CDS Foundation day lecture by Prof. Arvind Panagaria

11 December 2024

Start

December 11, 2024 - 3:00 pm

End

December 11, 2024 - 5:00 pm

Topic: The Nehru Development Model: History and Its Lasting Impact

Prof. Arvind Panagariya is Chairman 16th Finance Commission and Professor of Economics and Jagdish Bhagwati Professor of Indian Political Economy at Columbia University since January 2004. From January 2015 to August 2017, he served as the first Vice Chairman of the NITI Aayog, Government of India, in the rank of a Cabinet Minister. During these years, he also served as India’s G20 Sherpa and led the Indian teams that negotiated the G20 Leaders’ Communiqués during the presidencies of Turkey (2015), China (2016) and Germany (2017). He is a former Chief Economist of the Asian Development Bank and was on the faculty of the Department of Economics at the University of Maryland at College Park from 1978 to 2003. During these years, he also worked with the World Bank, IMF, and UNCTAD in various capacities. He holds a PhD degree in Economics from Princeton University and a Master’s in Economics from the University of Rajasthan, Jaipur.

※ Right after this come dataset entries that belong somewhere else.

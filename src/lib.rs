//! # tomlet
//!
//! A TOML v1.0.0 library built around a plain document tree: parse TOML text
//! into a [`Value`], work with it through typed accessors, and write it back
//! out as TOML, JSON or YAML.
//!
//! ## Highlights
//!
//! - **Full TOML v1.0.0 grammar**: dotted keys, inline tables, arrays of
//!   tables, all four date/time flavors, binary/octal/hex integers, float
//!   specials, and all six string forms.
//! - **Semantic rules enforced at parse time**: duplicate keys, table
//!   redefinition and inline-table extension are rejected with byte-accurate
//!   error positions.
//! - **Three output formats** from one tree: TOML with proper
//!   `[table]`/`[[array-of-tables]]` promotion, minified or pretty JSON, and
//!   block-style YAML.
//! - **Deterministic output**: tables iterate in ascending key order.
//!
//! ## Parsing
//!
//! ```rust
//! use tomlet::Value;
//!
//! let doc = tomlet::parse(r#"
//! title = "TOML Example"
//!
//! [owner]
//! name = "Tom"
//! dob = 1979-05-27T07:32:00-08:00
//! "#).unwrap();
//!
//! assert_eq!(doc.get("title").and_then(Value::as_str), Some("TOML Example"));
//! let dob = doc.get("owner").and_then(|o| o.get("dob")).unwrap();
//! assert_eq!(dob.as_datetime().and_then(|d| d.year()), Some(1979));
//! ```
//!
//! ## Building and serializing
//!
//! ```rust
//! use tomlet::{toml, StringifyOptions};
//!
//! let doc = toml!({
//!     "database": {
//!         "enabled": true,
//!         "ports": [8000, 8001]
//!     }
//! });
//!
//! assert_eq!(
//!     tomlet::to_string(&doc),
//!     "\n[database]\nenabled = true\nports = [8000, 8001]\n"
//! );
//! assert_eq!(
//!     tomlet::to_string_with_options(&doc, StringifyOptions::json()),
//!     r#"{"database": {"enabled": true,"ports": [8000,8001]}}"#
//! );
//! assert_eq!(
//!     tomlet::to_string_with_options(&doc, StringifyOptions::yaml()),
//!     "database:\n  enabled: true\n  ports:\n    - 8000\n    - 8001"
//! );
//! ```
//!
//! ## Errors
//!
//! [`parse`] rejects invalid documents with [`Error::Parse`], which carries
//! the byte offset of the offending input:
//!
//! ```rust
//! let err = tomlet::parse("a = 1\na = 2\n").unwrap_err();
//! assert!(err.to_string().contains("duplicate key"));
//! ```
//!
//! Serialization never fails; [`to_string`] returns the text directly.

pub mod datetime;
pub mod error;
pub mod macros;
pub mod map;
pub mod options;
pub mod parser;
pub mod ser;
pub mod value;

pub use datetime::Datetime;
pub use error::{Error, Result};
pub use map::Table;
pub use options::{Format, StringifyOptions};
pub use value::{Kind, Value};

/// Parses a complete TOML document.
///
/// The result is always a `Value::Table` holding the document root.
///
/// # Examples
///
/// ```rust
/// use tomlet::Value;
///
/// let doc = tomlet::parse("answer = 42\n").unwrap();
/// assert_eq!(doc.get("answer").and_then(Value::as_integer), Some(42));
/// ```
///
/// # Errors
///
/// Returns [`Error::Parse`] with a byte offset for any grammar or semantic
/// violation.
#[must_use = "this returns the parsed document, errors must be handled"]
pub fn parse(input: &str) -> Result<Value> {
    parser::parse_document(input)
}

/// Parses a TOML document from bytes, checking that they are valid UTF-8.
///
/// # Examples
///
/// ```rust
/// use tomlet::Value;
///
/// let doc = tomlet::parse_slice(b"answer = 42\n").unwrap();
/// assert_eq!(doc.get("answer").and_then(Value::as_integer), Some(42));
/// ```
///
/// # Errors
///
/// Returns [`Error::Parse`] if the bytes are not valid UTF-8 or not a valid
/// document.
#[must_use = "this returns the parsed document, errors must be handled"]
pub fn parse_slice(input: &[u8]) -> Result<Value> {
    let text = std::str::from_utf8(input)
        .map_err(|e| Error::parse("input is not valid UTF-8", e.valid_up_to()))?;
    parse(text)
}

/// Serializes a value as TOML text.
///
/// Scalar bindings come before `[table]` and `[[array-of-tables]]` sections,
/// and table keys are emitted in ascending order, so the output is
/// deterministic: serializing, parsing and serializing again reproduces the
/// same bytes.
///
/// # Examples
///
/// ```rust
/// use tomlet::toml;
///
/// let doc = toml!({ "b": 2, "a": 1 });
/// assert_eq!(tomlet::to_string(&doc), "a = 1\nb = 2\n");
/// ```
#[must_use]
pub fn to_string(value: &Value) -> String {
    ser::stringify(value, StringifyOptions::new())
}

/// Serializes a value in the format selected by `options`.
///
/// # Examples
///
/// ```rust
/// use tomlet::{toml, StringifyOptions};
///
/// let doc = toml!({ "xs": [1, 2] });
/// assert_eq!(
///     tomlet::to_string_with_options(&doc, StringifyOptions::json().with_indent(2)),
///     "{\n  \"xs\": [\n    1,\n    2\n  ]\n}"
/// );
/// ```
#[must_use]
pub fn to_string_with_options(value: &Value, options: StringifyOptions) -> String {
    ser::stringify(value, options)
}
impl FromStr for Datetime {
    type Err = Error;

    fn from_str(s: &str) -> Result<Self> {
        Datetime::parse(s)
    }
}

impl fmt::Display for Datetime {
    fn fmt(&self, f: &mut fmt::Formatter<'_>) -> fmt::Result {
        if let Some(date) = self.date_part() {
            write!(f, "{:04}-{:02}-{:02}", date.year(), date.month(), date.day())?;
            if self.time_part().is_some() {
                f.write_str("T")?;
            }
        }
        if let Some(time) = self.time_part() {
            write!(f, "{:02}:{:02}:{:02}", time.hour(), time.minute(), time.second())?;
            let nanos = time.nanosecond();
            if nanos > 0 {
                let digits = format!("{nanos:09}");
                write!(f, ".{}", digits.trim_end_matches('0'))?;
            }
        }
        if let Some(minutes) = self.offset_minutes() {
            if minutes == 0 {
                f.write_str("Z")?;
            } else {
                let sign = if minutes > 0 { '+' } else { '-' };
                let magnitude = minutes.unsigned_abs();
                write!(f, "{}{:02}:{:02}", sign, magnitude / 60, magnitude % 60)?;
            }
        }
        Ok(())
    }
}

He has authored or edited 20 books. The latest among them are The Nehru-Era Economic History and Thought & Their Lasting Impact (OUP), India’s Trade Policy: The 1990s and Beyond (HarperCollins, India), Free Trade and Prosperity (OUP, USA) and India Unlimited (HarperCollins, India). His book India: The Emerging Giant (2008, OUP, New York) was listed as a top pick of 2008 by The Economist and described as the “definitive book on the Indian economy” by Fareed Zakaria of the CNN. The Economist has described his book, Why Growth Matters, (with Jagdish Bhagwati) as “a manifesto for policymakers and analysts.” Scientific papers by him have appeared in the top economics journals such as the American Economic Review, Quarterly Journal of Economics, Review of Economic Studies and International Economic Review while policy papers by him have appeared in the Foreign Affairs and Foreign Policy. He writes for various publications including The Times of India, Financial Times, Wall Street Journal and India Today. He was awarded the Padma Bhushan by the Government of India in 2012.

Abstract

At Independence in 1947, Prime Minister Jawaharlal Nehru embarked upon two foundational projects: a political project to establish democracy and an economic one to end poverty. Three-quarters of a century later, his political project is a resounding success, and his economic project an equally resounding failure.

This lecture, based on extensive archival research, carefully examines the evolution of Nehru’s economic philosophy with socialism, self-sufficiency, and heavy-industry development at its core. The first part discusses his evolution from radical to a more moderate socialist and describes the historical circumstances and contemporary thought that led to near unanimity on a development model that was so deeply flawed. The second part describes the Orwellian policy regime in graphic detail, with all-around bureaucratic control of economic activity. It explains how the model excluded all but a small elite from the mainstream growth process and, thus, ruled out effective use of the country’s most abundant resource, labor. The third part argues that the entrenchment of socialist thought within the country’s democratic polity effectively precluded a change of course for decades. The bequest of socialist thought from one generation to the next led to its perpetuation for many decades, greatly delaying the change for the better.